Sunday, May 31, 2009


Women often complain about how it’s unsafe for them to go out at night or use public transport because of the risk of sexual assault. Indeed, as a result, many convert to Islam and wear an all-enveloping burqah, in the hope that any predatory men will think twice about molesting them lest they turn out to be Muslim transsexuals underneath or maybe keep a dog under there.

It seems to me, though, that they would do better by taking a leaf out of Nature’s book. With just a little help from genetic engineers.

Why don’t these worried women inject themselves with genes from frogs or toads? I suggest this because many amphibians can change sex, as and when the whim takes them. It follows that, with such a course of frog gene therapy, the women would eventually be able to do this, too. And the advantages of being such a hybrid would therefore be many for the lone female.

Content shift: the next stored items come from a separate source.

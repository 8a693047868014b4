//! Error types for the dataset writer crate

use arrow::error::ArrowError;
use parquet::errors::ParquetError;
use thiserror::Error;
use upsert2parquet_core::CoreError;

/// Error codes for programmatic handling
#[derive(Debug, Clone, Copy, PartialEq, Eq)]
pub enum ErrorCode {
    /// E001: Batch or column selection does not fit the dataset schema
    E001SchemaMismatch,
    /// E002: Granularity, write mode or other setting invalid for this dataset
    E002InvalidConfig,
    /// E003: Filesystem operation failed
    E003Io,
    /// E004: Parquet encoding or decoding failed
    E004Parquet,
    /// E005: Arrow kernel failed
    E005Arrow,
    /// E006: Dataset summary could not be read or written
    E006Summary,
}

impl ErrorCode {
    pub fn as_str(&self) -> &'static str {
        match self {
            Self::E001SchemaMismatch => "E001",
            Self::E002InvalidConfig => "E002",
            Self::E003Io => "E003",
            Self::E004Parquet => "E004",
            Self::E005Arrow => "E005",
            Self::E006Summary => "E006",
        }
    }
}

impl std::fmt::Display for ErrorCode {
    fn fmt(&self, f: &mut std::fmt::Formatter<'_>) -> std::fmt::Result {
        f.write_str(self.as_str())
    }
}

/// Errors that can occur while merging into a dataset
#[derive(Debug, Error)]
pub enum WriterError {
    /// Missing column, non-temporal key, or batch incompatible with stored partitions
    #[error("[{code}] Schema error: {message}")]
    Schema { code: &'static str, message: String },

    /// Invalid granularity, conflicting dataset settings, or invalid write mode
    #[error("[{code}] Configuration error: {message}")]
    Configuration { code: &'static str, message: String },

    /// Reading, writing or renaming a file failed
    #[error("[{code}] I/O error on '{path}': {source}")]
    Io {
        code: &'static str,
        path: String,
        #[source]
        source: std::io::Error,
    },

    /// Parquet encoding or decoding failed
    #[error("[{code}] Parquet error on '{path}': {source}")]
    Parquet {
        code: &'static str,
        path: String,
        #[source]
        source: ParquetError,
    },

    #[error("[{code}] Arrow error: {source}")]
    Arrow {
        code: &'static str,
        #[source]
        source: ArrowError,
    },

    /// Dataset summary file is unreadable or could not be produced
    #[error("[{code}] Dataset summary error for '{path}': {message}")]
    Summary {
        code: &'static str,
        path: String,
        message: String,
    },
}

impl WriterError {
    /// Create a schema error with error code
    pub fn schema(message: impl Into<String>) -> Self {
        Self::Schema {
            code: ErrorCode::E001SchemaMismatch.as_str(),
            message: message.into(),
        }
    }

    /// Create a configuration error with error code
    pub fn configuration(message: impl Into<String>) -> Self {
        Self::Configuration {
            code: ErrorCode::E002InvalidConfig.as_str(),
            message: message.into(),
        }
    }

    pub fn io(path: impl AsRef<std::path::Path>, source: std::io::Error) -> Self {
        Self::Io {
            code: ErrorCode::E003Io.as_str(),
            path: path.as_ref().display().to_string(),
            source,
        }
    }

    pub fn parquet(path: impl AsRef<std::path::Path>, source: ParquetError) -> Self {
        Self::Parquet {
            code: ErrorCode::E004Parquet.as_str(),
            path: path.as_ref().display().to_string(),
            source,
        }
    }

    pub fn summary(path: impl AsRef<std::path::Path>, message: impl Into<String>) -> Self {
        Self::Summary {
            code: ErrorCode::E006Summary.as_str(),
            path: path.as_ref().display().to_string(),
            message: message.into(),
        }
    }

    /// Stable code of this error
    pub fn code(&self) -> ErrorCode {
        match self {
            Self::Schema { .. } => ErrorCode::E001SchemaMismatch,
            Self::Configuration { .. } => ErrorCode::E002InvalidConfig,
            Self::Io { .. } => ErrorCode::E003Io,
            Self::Parquet { .. } => ErrorCode::E004Parquet,
            Self::Arrow { .. } => ErrorCode::E005Arrow,
            Self::Summary { .. } => ErrorCode::E006Summary,
        }
    }

    pub fn is_schema(&self) -> bool {
        matches!(self, Self::Schema { .. })
    }

    pub fn is_configuration(&self) -> bool {
        matches!(self, Self::Configuration { .. })
    }
}

impl From<ArrowError> for WriterError {
    fn from(source: ArrowError) -> Self {
        Self::Arrow {
            code: ErrorCode::E005Arrow.as_str(),
            source,
        }
    }
}

impl From<CoreError> for WriterError {
    fn from(err: CoreError) -> Self {
        match err {
            CoreError::Schema { message } => Self::schema(message),
            CoreError::Configuration { message } => Self::configuration(message),
            CoreError::Arrow(source) => source.into(),
        }
    }
}

/// Result type alias for WriterError
pub type Result<T> = std::result::Result<T, WriterError>;

#[cfg(test)]
mod tests {
    use super::*;

    #[test]
    fn test_core_errors_keep_their_kind() {
        let err: WriterError = CoreError::schema("grouping column 'ts' not found").into();
        assert!(err.is_schema());
        assert_eq!(err.code(), ErrorCode::E001SchemaMismatch);
        assert!(err.to_string().starts_with("[E001] Schema error"));

        let err: WriterError = CoreError::configuration("bad granularity").into();
        assert!(err.is_configuration());
        assert!(err.to_string().contains("bad granularity"));
    }

    #[test]
    fn test_io_error_names_path() {
        let err = WriterError::io(
            "/data/part.0.parquet",
            std::io::Error::new(std::io::ErrorKind::NotFound, "gone"),
        );
        assert_eq!(err.code().as_str(), "E003");
        assert!(err.to_string().contains("/data/part.0.parquet"));
    }
}
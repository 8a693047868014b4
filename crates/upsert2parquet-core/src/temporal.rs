// Temporal key handling
//
// The temporal key is either the column named by the caller or, when none is
// given, the first column of the batch. Timestamps of any unit and Date32 /
// Date64 "period" columns are accepted; all are normalized to nanoseconds
// since the Unix epoch (UTC) for comparisons.

use crate::error::{CoreError, Result};
use arrow::array::{Array, AsArray};
use arrow::datatypes::{
    DataType, Date32Type, Date64Type, Field, Schema, TimeUnit, TimestampMicrosecondType,
    TimestampMillisecondType, TimestampNanosecondType, TimestampSecondType,
};
use chrono::{DateTime, NaiveDateTime};

const NANOS_PER_SECOND: i64 = 1_000_000_000;
const NANOS_PER_DAY: i64 = 86_400 * NANOS_PER_SECOND;

/// True for Arrow types usable as a temporal key
pub fn is_temporal(data_type: &DataType) -> bool {
    matches!(
        data_type,
        DataType::Timestamp(_, _) | DataType::Date32 | DataType::Date64
    )
}

/// Index of the temporal key column in `schema`.
///
/// Fails with a schema error when `group_on` names a missing column or when the
/// resolved column is not date-like.
pub fn resolve_key_column(schema: &Schema, group_on: Option<&str>) -> Result<usize> {
    let index = match group_on {
        Some(name) => schema.index_of(name).map_err(|_| {
            CoreError::schema(format!(
                "grouping column '{}' not found in {:?}",
                name,
                column_names(schema)
            ))
        })?,
        None if schema.fields().is_empty() => {
            return Err(CoreError::schema("batch has no columns"));
        }
        None => 0,
    };

    ensure_temporal(schema.field(index))?;
    Ok(index)
}

fn ensure_temporal(field: &Field) -> Result<()> {
    if is_temporal(field.data_type()) {
        Ok(())
    } else {
        Err(CoreError::schema(format!(
            "grouping column '{}' has type {} which is not date-like or period-like",
            field.name(),
            field.data_type()
        )))
    }
}

/// Key values as nanoseconds since the Unix epoch, one per row
pub fn key_nanos(column: &dyn Array) -> Result<Vec<i64>> {
    if column.null_count() > 0 {
        return Err(CoreError::schema(format!(
            "temporal key contains {} null value(s); every row needs an ordered key",
            column.null_count()
        )));
    }

    match column.data_type() {
        DataType::Timestamp(TimeUnit::Second, _) => scale(
            &column.as_primitive::<TimestampSecondType>().values()[..],
            NANOS_PER_SECOND,
        ),
        DataType::Timestamp(TimeUnit::Millisecond, _) => scale(
            &column.as_primitive::<TimestampMillisecondType>().values()[..],
            1_000_000,
        ),
        DataType::Timestamp(TimeUnit::Microsecond, _) => scale(
            &column.as_primitive::<TimestampMicrosecondType>().values()[..],
            1_000,
        ),
        DataType::Timestamp(TimeUnit::Nanosecond, _) => Ok(column
            .as_primitive::<TimestampNanosecondType>()
            .values()
            .to_vec()),
        DataType::Date32 => scale(&column.as_primitive::<Date32Type>().values()[..], NANOS_PER_DAY),
        DataType::Date64 => scale(&column.as_primitive::<Date64Type>().values()[..], 1_000_000),
        other => Err(CoreError::schema(format!(
            "temporal key of type {} is not date-like or period-like",
            other
        ))),
    }
}

fn scale<T: Copy + Into<i64>>(values: &[T], factor: i64) -> Result<Vec<i64>> {
    values
        .iter()
        .map(|&v| {
            let v: i64 = v.into();
            v.checked_mul(factor).ok_or_else(|| {
                CoreError::schema(format!(
                    "temporal key value {} cannot be represented in nanoseconds",
                    v
                ))
            })
        })
        .collect()
}

pub fn to_nanos(at: NaiveDateTime) -> Result<i64> {
    at.and_utc().timestamp_nanos_opt().ok_or_else(|| {
        CoreError::schema(format!(
            "timestamp {} cannot be represented in nanoseconds",
            at
        ))
    })
}

pub fn from_nanos(nanos: i64) -> NaiveDateTime {
    DateTime::from_timestamp_nanos(nanos).naive_utc()
}

pub(crate) fn column_names(schema: &Schema) -> Vec<&str> {
    schema.fields().iter().map(|f| f.name().as_str()).collect()
}
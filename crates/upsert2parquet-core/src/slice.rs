// Partition slicing
//
// Selects the rows of a batch whose temporal key lies within a partition.
// Bounds are inclusive on both ends; a partition's upper bound is the last
// nanosecond before the next partition starts, so adjacent partitions never
// share a row.

use crate::error::Result;
use crate::granularity::PartitionRange;
use arrow::array::{BooleanArray, RecordBatch};
use arrow::compute::filter_record_batch;

/// Rows of `batch` falling inside `range`.
///
/// `keys` holds the temporal key of each row in nanoseconds. Returns an empty
/// batch, never an error, when no row qualifies.
pub fn slice(batch: &RecordBatch, keys: &[i64], range: &PartitionRange) -> Result<RecordBatch> {
    let (start, end) = range.bounds_nanos()?;
    filter_by_key(batch, keys, start, end)
}

/// Rows whose key lies within `[start, end]` (nanoseconds, both inclusive)
pub fn filter_by_key(
    batch: &RecordBatch,
    keys: &[i64],
    start: i64,
    end: i64,
) -> Result<RecordBatch> {
    debug_assert_eq!(keys.len(), batch.num_rows());

    let mask: BooleanArray = keys
        .iter()
        .map(|&k| Some(k >= start && k <= end))
        .collect();

    match mask.true_count() {
        0 => Ok(batch.slice(0, 0)),
        n if n == batch.num_rows() => Ok(batch.clone()),
        _ => Ok(filter_record_batch(batch, &mask)?),
    }
}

For example, if she had a late-night train journey ahead of her, she could simply turn herself into a well-hard Ray Winstone lookalike for its duration. No-one would dare mess with her/him. But upon arrival at the intended destination, (s)he'd simply change back again into female form.

Of course, it would be necessary for her to dress up in some sort of unisex clothing. Obviously, if you look like a bloke but are wearing a slinky black dress and mascara, you tend to attract the wrong sort of attention. On the other hand, the clothing wouldn't have to look too masculine, either. If she were spotted in female form wearing dungarees and bovver boots, likely as not she would be attacked by gangs of roving lesbians and dildo-fucked repeatedly, which would defeat the whole object of changing sex in the first place.

Another drawback that comes to mind revolves around sex. What would happen if you got one of these frog gene-spliced women pregnant? It's an unnerving thought that, as the result of just one careless fuck, you could end up having to bring up and pay for several hundred children, all gestated in the local pond. I doubt that the CSA computers could handle such a scenario.


Anonymous said...

Can I have one that looks like Natasha Henstridge? This opens a line of dialogue about frogs, faces, having a lard ass (but at least Sidney Sussex accepted me. Sans funding, alas!

Joe Slavko said...

So get a part time job and work your way through college. A thesis only requires a day or so each week, so you'll have plenty of time.

Anonymous said...

Yes because of course Joe there are fucking millions of cleaning jobs going in Cambridge and they pay so well I could afford a room & lodging. Gee why didn't I think of that? Cos its fucking daft that is why! Sort of thing Alamo might say.